From the data below, please reproduce exactly everything from the line that contains "pub struct QuietBroadcast<'a>" down to the line that contains "pub fn acquire(cache: &'a", with both ends included.

**** PROVIDED DATA

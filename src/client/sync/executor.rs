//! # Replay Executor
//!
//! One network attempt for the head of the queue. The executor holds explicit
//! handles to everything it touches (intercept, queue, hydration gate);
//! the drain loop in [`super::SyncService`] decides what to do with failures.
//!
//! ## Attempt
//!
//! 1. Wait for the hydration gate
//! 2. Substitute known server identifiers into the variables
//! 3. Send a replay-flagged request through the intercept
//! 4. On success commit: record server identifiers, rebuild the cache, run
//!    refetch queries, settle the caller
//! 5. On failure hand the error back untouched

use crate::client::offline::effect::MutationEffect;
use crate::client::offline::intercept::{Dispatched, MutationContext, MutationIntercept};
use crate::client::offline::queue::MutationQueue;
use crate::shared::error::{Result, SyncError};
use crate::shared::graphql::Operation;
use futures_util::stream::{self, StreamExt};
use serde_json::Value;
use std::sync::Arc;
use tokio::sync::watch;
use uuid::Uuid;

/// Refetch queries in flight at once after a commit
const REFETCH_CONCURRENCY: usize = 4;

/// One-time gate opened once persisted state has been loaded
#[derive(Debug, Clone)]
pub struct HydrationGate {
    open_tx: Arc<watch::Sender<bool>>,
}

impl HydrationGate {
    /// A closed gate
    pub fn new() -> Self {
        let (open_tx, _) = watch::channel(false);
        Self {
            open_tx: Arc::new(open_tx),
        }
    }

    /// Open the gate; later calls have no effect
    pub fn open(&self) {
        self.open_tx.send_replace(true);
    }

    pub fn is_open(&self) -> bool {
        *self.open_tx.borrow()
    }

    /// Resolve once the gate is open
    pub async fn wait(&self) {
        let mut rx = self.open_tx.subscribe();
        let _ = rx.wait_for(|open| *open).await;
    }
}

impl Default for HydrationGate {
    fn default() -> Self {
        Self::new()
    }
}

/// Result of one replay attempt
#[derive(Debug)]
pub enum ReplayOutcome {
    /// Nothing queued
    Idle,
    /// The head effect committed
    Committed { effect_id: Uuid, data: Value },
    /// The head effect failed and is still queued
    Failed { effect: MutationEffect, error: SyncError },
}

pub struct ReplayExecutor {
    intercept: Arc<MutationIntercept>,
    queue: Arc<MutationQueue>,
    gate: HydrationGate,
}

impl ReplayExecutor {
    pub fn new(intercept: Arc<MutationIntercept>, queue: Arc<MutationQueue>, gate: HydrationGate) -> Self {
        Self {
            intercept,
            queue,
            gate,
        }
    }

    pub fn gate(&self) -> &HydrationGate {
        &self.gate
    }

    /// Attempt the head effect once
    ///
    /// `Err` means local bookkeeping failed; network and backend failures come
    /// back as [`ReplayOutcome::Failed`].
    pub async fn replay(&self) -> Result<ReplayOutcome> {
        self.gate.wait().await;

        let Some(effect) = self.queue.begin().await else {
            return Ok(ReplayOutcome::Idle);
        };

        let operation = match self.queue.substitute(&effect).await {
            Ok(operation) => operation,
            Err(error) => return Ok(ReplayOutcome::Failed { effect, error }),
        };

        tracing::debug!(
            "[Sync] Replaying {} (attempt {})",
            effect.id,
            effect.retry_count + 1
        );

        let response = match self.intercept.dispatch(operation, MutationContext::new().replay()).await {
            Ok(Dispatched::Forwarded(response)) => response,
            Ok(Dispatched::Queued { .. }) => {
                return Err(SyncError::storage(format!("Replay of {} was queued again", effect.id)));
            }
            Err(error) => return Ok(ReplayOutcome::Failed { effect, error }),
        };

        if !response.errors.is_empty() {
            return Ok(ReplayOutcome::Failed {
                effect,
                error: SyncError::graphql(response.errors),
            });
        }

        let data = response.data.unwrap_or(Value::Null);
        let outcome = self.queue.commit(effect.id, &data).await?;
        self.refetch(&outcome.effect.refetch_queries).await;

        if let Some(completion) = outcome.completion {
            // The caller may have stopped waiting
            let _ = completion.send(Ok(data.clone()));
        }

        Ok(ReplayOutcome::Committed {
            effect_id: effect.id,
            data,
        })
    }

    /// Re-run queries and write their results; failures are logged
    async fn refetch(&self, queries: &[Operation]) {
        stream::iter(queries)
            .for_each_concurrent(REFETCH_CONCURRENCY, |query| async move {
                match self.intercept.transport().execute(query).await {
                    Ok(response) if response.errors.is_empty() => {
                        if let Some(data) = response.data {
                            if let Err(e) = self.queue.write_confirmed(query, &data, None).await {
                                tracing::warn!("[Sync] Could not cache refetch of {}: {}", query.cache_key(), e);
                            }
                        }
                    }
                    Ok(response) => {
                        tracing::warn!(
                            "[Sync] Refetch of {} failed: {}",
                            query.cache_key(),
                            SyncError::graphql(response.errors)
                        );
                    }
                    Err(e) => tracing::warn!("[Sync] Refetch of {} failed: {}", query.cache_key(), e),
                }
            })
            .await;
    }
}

********
**** PROVIDED DATA

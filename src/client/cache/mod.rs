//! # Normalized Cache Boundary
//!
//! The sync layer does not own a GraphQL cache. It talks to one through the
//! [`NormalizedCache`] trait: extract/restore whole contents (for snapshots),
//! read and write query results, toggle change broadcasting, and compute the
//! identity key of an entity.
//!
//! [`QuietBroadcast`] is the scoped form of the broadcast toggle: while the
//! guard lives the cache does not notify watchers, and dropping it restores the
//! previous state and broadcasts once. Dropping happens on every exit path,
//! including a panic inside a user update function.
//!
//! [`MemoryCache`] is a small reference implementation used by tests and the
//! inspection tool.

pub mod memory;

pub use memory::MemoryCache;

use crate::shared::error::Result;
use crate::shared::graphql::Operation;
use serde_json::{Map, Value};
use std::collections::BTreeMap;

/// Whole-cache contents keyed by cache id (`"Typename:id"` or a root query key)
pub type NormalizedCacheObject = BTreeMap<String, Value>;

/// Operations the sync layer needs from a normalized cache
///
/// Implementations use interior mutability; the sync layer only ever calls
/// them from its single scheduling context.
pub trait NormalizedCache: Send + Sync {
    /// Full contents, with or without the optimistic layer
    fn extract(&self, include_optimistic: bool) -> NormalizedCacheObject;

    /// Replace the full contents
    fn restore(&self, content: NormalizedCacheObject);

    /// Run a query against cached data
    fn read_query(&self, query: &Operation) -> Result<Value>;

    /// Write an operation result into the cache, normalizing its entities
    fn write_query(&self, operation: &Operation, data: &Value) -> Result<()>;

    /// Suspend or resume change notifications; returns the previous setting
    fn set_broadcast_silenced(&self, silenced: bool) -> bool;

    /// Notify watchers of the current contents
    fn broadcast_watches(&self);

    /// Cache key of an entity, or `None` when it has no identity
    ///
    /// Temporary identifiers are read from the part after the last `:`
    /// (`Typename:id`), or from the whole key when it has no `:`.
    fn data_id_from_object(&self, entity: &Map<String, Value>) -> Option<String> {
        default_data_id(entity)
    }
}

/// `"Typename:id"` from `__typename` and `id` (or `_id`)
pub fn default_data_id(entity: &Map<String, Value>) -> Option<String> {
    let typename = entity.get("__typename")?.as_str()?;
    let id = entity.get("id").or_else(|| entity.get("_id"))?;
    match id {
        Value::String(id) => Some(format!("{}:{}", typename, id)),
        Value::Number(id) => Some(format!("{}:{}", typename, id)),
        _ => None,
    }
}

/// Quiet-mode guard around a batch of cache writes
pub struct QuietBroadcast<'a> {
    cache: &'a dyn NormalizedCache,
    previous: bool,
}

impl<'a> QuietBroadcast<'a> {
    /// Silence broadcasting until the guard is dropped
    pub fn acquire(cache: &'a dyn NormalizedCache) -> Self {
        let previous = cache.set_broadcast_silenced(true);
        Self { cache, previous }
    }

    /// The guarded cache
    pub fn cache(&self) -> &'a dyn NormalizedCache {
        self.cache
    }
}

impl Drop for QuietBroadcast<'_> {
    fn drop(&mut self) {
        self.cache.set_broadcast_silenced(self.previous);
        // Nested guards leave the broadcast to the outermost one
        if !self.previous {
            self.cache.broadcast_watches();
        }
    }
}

********

■ EXERCISE RESPONSE:
pub struct QuietBroadcast<'a> {
    cache: &'a dyn NormalizedCache,
    previous: bool,
}

impl<'a> QuietBroadcast<'a> {
    /// Silence broadcasting until the guard is dropped
    pub fn acquire(cache: &'a dyn NormalizedCache) -> Self {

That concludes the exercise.